Today, it may seem like a stretch to imagine mixed retail, residential and office spaces clustered around a green swath of intersecting bike paths at the drab corner of Scott Boulevard and North Decatur Road, which currently sports sidewalks on only two of its six legs. But such a reality is not as distant as it seems.
First off, the Clifton Corridor, MARTA’s planned light rail extension through North Decatur, is slated for an underground stop at Suburban Plaza.
Second, the demographics of the people moving into the Medlock neighborhood are the types who would love to ride their bikes to downtown Decatur and would walk or ride to shops at a future incarnation of Suburban Plaza — especially if it were safe and pleasant to do so and if future development had even a little of downtown Decatur’s charm.
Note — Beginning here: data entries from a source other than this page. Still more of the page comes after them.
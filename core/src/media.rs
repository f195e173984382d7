//! Asset URL derivation for image, video and audio resources.
//!
//! # Design
//! `media_url` is pure: the same media and options always give the same
//! URL or the same `UsageError`. The URL shape is
//! `{domain}/v1/{id}-{format}[-{size}]/{fingerprint}/{slug}[.{ext}]`, where
//! `size` is the definition tier if one is given, else the width.
//!
//! Validation runs before any lookup, in this order:
//! 1. A playable extension needs a video or audio resource, the `default`
//!    or `source` format, and a definition.
//! 2. A GIF image at the `.gif` extension only serves its `source`
//!    rendition.
//! 3. Anything else (a `.jpg` preview of a video, a plain image) is free.

use std::fmt;
use std::str::FromStr;

use crate::error::UsageError;
use crate::types::{Fingerprints, Media};

/// Extensions that address the playable stream rather than a still image.
pub const PLAYABLE_EXTENSIONS: &[&str] = &["mp4", "webm", "m3u8", "mp3", "m4a", "ogg"];

const GIF_MIMETYPE: &str = "image/gif";
const GIF_EXTENSION: &str = "gif";

/// Named media rendition.
#[derive(Debug, Clone, Copy, Default, PartialEq, Eq, Hash)]
pub enum MediaFormat {
    Source,
    #[default]
    Default,
    Thumb,
    Square,
    Cover,
    Stories,
}

impl MediaFormat {
    pub const ALL: [MediaFormat; 6] = [
        MediaFormat::Source,
        MediaFormat::Default,
        MediaFormat::Thumb,
        MediaFormat::Square,
        MediaFormat::Cover,
        MediaFormat::Stories,
    ];

    pub fn as_str(self) -> &'static str {
        match self {
            MediaFormat::Source => "source",
            MediaFormat::Default => "default",
            MediaFormat::Thumb => "thumb",
            MediaFormat::Square => "square",
            MediaFormat::Cover => "cover",
            MediaFormat::Stories => "stories",
        }
    }

    fn fingerprint(self, fingerprints: &Fingerprints) -> Option<&str> {
        match self {
            MediaFormat::Source => fingerprints.source.as_deref(),
            MediaFormat::Default => fingerprints.default.as_deref(),
            MediaFormat::Thumb => fingerprints.thumb.as_deref(),
            MediaFormat::Square => fingerprints.square.as_deref(),
            MediaFormat::Cover => fingerprints.cover.as_deref(),
            MediaFormat::Stories => fingerprints.stories.as_deref(),
        }
    }
}

impl fmt::Display for MediaFormat {
    fn fmt(&self, f: &mut fmt::Formatter<'_>) -> fmt::Result {
        f.write_str(self.as_str())
    }
}

impl FromStr for MediaFormat {
    type Err = String;

    fn from_str(s: &str) -> Result<Self, Self::Err> {
        MediaFormat::ALL
            .into_iter()
            .find(|f| f.as_str() == s)
            .ok_or_else(|| format!("unknown media format: {s}"))
    }
}

/// Playable-media quality tier.
#[derive(Debug, Clone, Copy, PartialEq, Eq, Hash)]
pub enum Definition {
    Hd,
    Sd,
}

impl Definition {
    pub fn as_str(self) -> &'static str {
        match self {
            Definition::Hd => "hd",
            Definition::Sd => "sd",
        }
    }
}

impl FromStr for Definition {
    type Err = String;

    fn from_str(s: &str) -> Result<Self, Self::Err> {
        match s {
            "hd" => Ok(Definition::Hd),
            "sd" => Ok(Definition::Sd),
            other => Err(format!("unknown definition: {other}")),
        }
    }
}

/// Presentation options for `media_url`.
///
/// Defaults: `format = default`, `slug = "media"`, everything else unset.
#[derive(Debug, Clone, PartialEq, Eq)]
pub struct MediaUrlOptions {
    pub format: MediaFormat,
    pub width: Option<u32>,
    pub slug: String,
    pub ext: Option<String>,
    pub definition: Option<Definition>,
}

impl Default for MediaUrlOptions {
    fn default() -> Self {
        Self {
            format: MediaFormat::Default,
            width: None,
            slug: "media".to_string(),
            ext: None,
            definition: None,
        }
    }
}

impl MediaUrlOptions {
    pub fn new() -> Self {
        Self::default()
    }

    pub fn format(mut self, format: MediaFormat) -> Self {
        self.format = format;
        self
    }

    pub fn width(mut self, width: u32) -> Self {
        self.width = Some(width);
        self
    }

    pub fn slug(mut self, slug: impl Into<String>) -> Self {
        self.slug = slug.into();
        self
    }

    pub fn ext(mut self, ext: impl Into<String>) -> Self {
        self.ext = Some(ext.into());
        self
    }

    pub fn definition(mut self, definition: Definition) -> Self {
        self.definition = Some(definition);
        self
    }
}

pub fn is_playable_extension(ext: &str) -> bool {
    PLAYABLE_EXTENSIONS
        .iter()
        .any(|playable| playable.eq_ignore_ascii_case(ext))
}

/// Derive the asset URL of `media` under `domain`.
pub fn media_url(
    domain: &str,
    media: Media<'_>,
    options: &MediaUrlOptions,
) -> Result<String, UsageError> {
    validate(media, options)?;

    let attributes = media.attributes();
    let format = options.format;
    let fingerprint =
        format
            .fingerprint(&attributes.fingerprints)
            .ok_or_else(|| UsageError::MissingFingerprint {
                id: media.id().to_string(),
                format: format.to_string(),
            })?;

    let size = match (options.definition, options.width) {
        (Some(definition), _) => Some(definition.as_str().to_string()),
        (None, Some(width)) => Some(width.to_string()),
        (None, None) => None,
    };

    let mut url = format!(
        "{}/v1/{}-{}",
        domain.trim_end_matches('/'),
        media.id(),
        format
    );
    if let Some(size) = size {
        url.push('-');
        url.push_str(&size);
    }
    url.push('/');
    url.push_str(fingerprint);
    url.push('/');
    url.push_str(&options.slug);
    if let Some(ext) = &options.ext {
        url.push('.');
        url.push_str(ext);
    }
    Ok(url)
}

fn validate(media: Media<'_>, options: &MediaUrlOptions) -> Result<(), UsageError> {
    let Some(ext) = options.ext.as_deref() else {
        return Ok(());
    };

    if is_playable_extension(ext) {
        if !media.kind.is_playable() {
            return Err(UsageError::InvalidMediaTypeForExtension {
                media_type: media.kind.resource_type().to_string(),
                ext: ext.to_string(),
            });
        }
        if !matches!(options.format, MediaFormat::Default | MediaFormat::Source) {
            return Err(UsageError::InvalidFormatForExtension {
                format: options.format.to_string(),
                ext: ext.to_string(),
            });
        }
        if options.definition.is_none() {
            return Err(UsageError::MissingDefinition {
                ext: ext.to_string(),
            });
        }
        return Ok(());
    }

    if media.attributes().mimetype == GIF_MIMETYPE
        && ext.eq_ignore_ascii_case(GIF_EXTENSION)
        && options.format != MediaFormat::Source
    {
        return Err(UsageError::GifRequiresSource);
    }

    Ok(())
}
The new PATH Foundation greenway trail between Medlock Park and Mason Mill Park is already bringing this flavor into the neighborhood with a bike/ped link to the VA Hospital-Emory area. Redevelopment at the gateway intersection to the neighborhood beckons for an extension of an alternative transit route from Medlock Park to Suburban Plaza and on to downtown Decatur.
Funding for the bridges or tunneling needed to do this is hard to come by at the moment, and DeKalb County does not have the authority to force Selig to contribute.
Selig would do well to contribute voluntarily, however, a token that would temper the resentment built against them in the neighborhood. It also could help change the community’s sentiment in favor of their project.
Selig has been down this road before when Walmart backed out of their strikingly similar development in Athens last year amid citizen outrage at the site plan’s lack of integration with the adjacent greenway.
Another redevelopment project across the street being pushed by Fuqua Development is seeking a zoning change to permit a higher intensity use, which does put the county in position to ask for contributions to related public infrastructure.
The eventual development of the Clifton Corridor light rail line is the perfect opportunity to rearrange the six-pronged intersection and plan for future development at this burgeoning node with a revamped long-term vision. Making a baby step in this direction now will keep the door open to BeltLine-esque urban brilliance in the coming years.
Brian Barth works in the fields of landscape architecture and urban planning. In addition to his work with Urban Agriculture Inc., Barth writes for a variety of publications, exploring the themes of land use, urban agriculture, and environmental literacy. He holds a Master’s Degree in Environmental Planning and Design from the University of Georgia.